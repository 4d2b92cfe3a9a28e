//! Message CLI commands: show, send, summarize, rate, debug log.

use anyhow::{Context, Result};
use comfy_table::{presets, Cell, Color, ContentArrangement, Table};
use console::style;

use chatsync_types::chat::{Message, MessageRole, Rating};

use crate::cli::truncate;
use crate::state::AppState;

fn role_cell(role: MessageRole) -> Cell {
    match role {
        MessageRole::User => Cell::new("user").fg(Color::Green),
        MessageRole::Assistant => Cell::new("assistant").fg(Color::Cyan),
        MessageRole::System => Cell::new("system").fg(Color::DarkGrey),
    }
}

fn rating_label(rating: Rating) -> &'static str {
    match rating {
        Rating::Unset => "",
        Rating::Positive => "+1",
        Rating::Negative => "-1",
    }
}

fn print_messages(messages: &[Message]) {
    let mut table = Table::new();
    table.load_preset(presets::UTF8_FULL_CONDENSED);
    table.set_content_arrangement(ContentArrangement::Dynamic);

    table.set_header(vec![
        Cell::new("Id").fg(Color::White),
        Cell::new("Role").fg(Color::White),
        Cell::new("Sender").fg(Color::White),
        Cell::new("Text").fg(Color::White),
        Cell::new("Rating").fg(Color::White),
    ]);

    for message in messages {
        table.add_row(vec![
            Cell::new(&message.id).fg(Color::DarkGrey),
            role_cell(message.sender_role),
            Cell::new(message.sender.as_deref().unwrap_or("")),
            Cell::new(truncate(&message.text, 80)),
            Cell::new(rating_label(message.rating)),
        ]);
    }

    println!("{table}");
}

/// Show the messages of a session.
pub async fn show_messages(state: &AppState, session_id: &str, json: bool) -> Result<()> {
    state.warm().await?;

    if state.manager.session(session_id).await.is_none() {
        anyhow::bail!("Session '{session_id}' not found");
    }

    let messages = state
        .manager
        .list_messages(session_id)
        .await
        .with_context(|| format!("Failed to load messages for '{session_id}'"))?;

    if json {
        println!("{}", serde_json::to_string_pretty(&messages)?);
        return Ok(());
    }

    println!();
    if messages.is_empty() {
        println!("  {} No messages yet.", style("i").blue().bold());
    } else {
        print_messages(&messages);
    }
    println!();

    Ok(())
}

/// Send a prompt and print the first generated reply.
pub async fn send_prompt(
    state: &AppState,
    session_id: &str,
    prompt: &str,
    name: bool,
    json: bool,
) -> Result<()> {
    state.warm().await?;

    let reply = state
        .manager
        .send_prompt(session_id, prompt)
        .await
        .with_context(|| format!("Failed to send prompt to '{session_id}'"))?;

    let new_name = if name {
        Some(
            state
                .manager
                .apply_summarized_name(session_id, prompt)
                .await
                .context("Failed to summarize session name")?,
        )
    } else {
        None
    };

    if json {
        let out = serde_json::json!({
            "sessionId": session_id,
            "reply": reply,
            "name": new_name,
        });
        println!("{}", serde_json::to_string_pretty(&out)?);
        return Ok(());
    }

    println!();
    match reply {
        Some(text) => println!("{text}"),
        None => println!("  {} The gateway returned no reply.", style("!").yellow().bold()),
    }
    if let Some(new_name) = new_name {
        println!();
        println!(
            "  {} Session named '{}'",
            style("✓").green().bold(),
            style(new_name).cyan()
        );
    }
    println!();

    Ok(())
}

/// Print a suggested session name without applying it.
pub async fn summarize(state: &AppState, session_id: &str, prompt: &str, json: bool) -> Result<()> {
    let name = state
        .manager
        .summarize_session_name(session_id, prompt)
        .await
        .context("Failed to summarize session name")?;

    if json {
        println!("{}", serde_json::to_string_pretty(&serde_json::json!({ "name": name }))?);
    } else {
        println!("{name}");
    }
    Ok(())
}

/// Rate a message and print the gateway's updated copy.
pub async fn rate_message(
    state: &AppState,
    session_id: &str,
    message_id: &str,
    rating: Rating,
    json: bool,
) -> Result<()> {
    let message = state
        .manager
        .rate_message(message_id, session_id, rating)
        .await
        .with_context(|| format!("Failed to rate message '{message_id}'"))?;

    if json {
        println!("{}", serde_json::to_string_pretty(&message)?);
    } else {
        println!();
        println!(
            "  {} Message {} rating: {}",
            style("✓").green().bold(),
            style(&message.id).dim(),
            style(message.rating).cyan()
        );
        println!();
    }
    Ok(())
}

/// Print the completion details for a reply.
pub async fn debug_log(state: &AppState, session_id: &str, debug_log_id: &str) -> Result<()> {
    let log = state
        .manager
        .get_debug_log(session_id, debug_log_id)
        .await
        .with_context(|| format!("Failed to fetch debug log '{debug_log_id}'"))?;

    println!("{}", serde_json::to_string_pretty(&log)?);
    Ok(())
}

_ _ _ _

Goal of the exercise: Provide only the count of lines within the entries above that include the string "presets".

Completed task: 2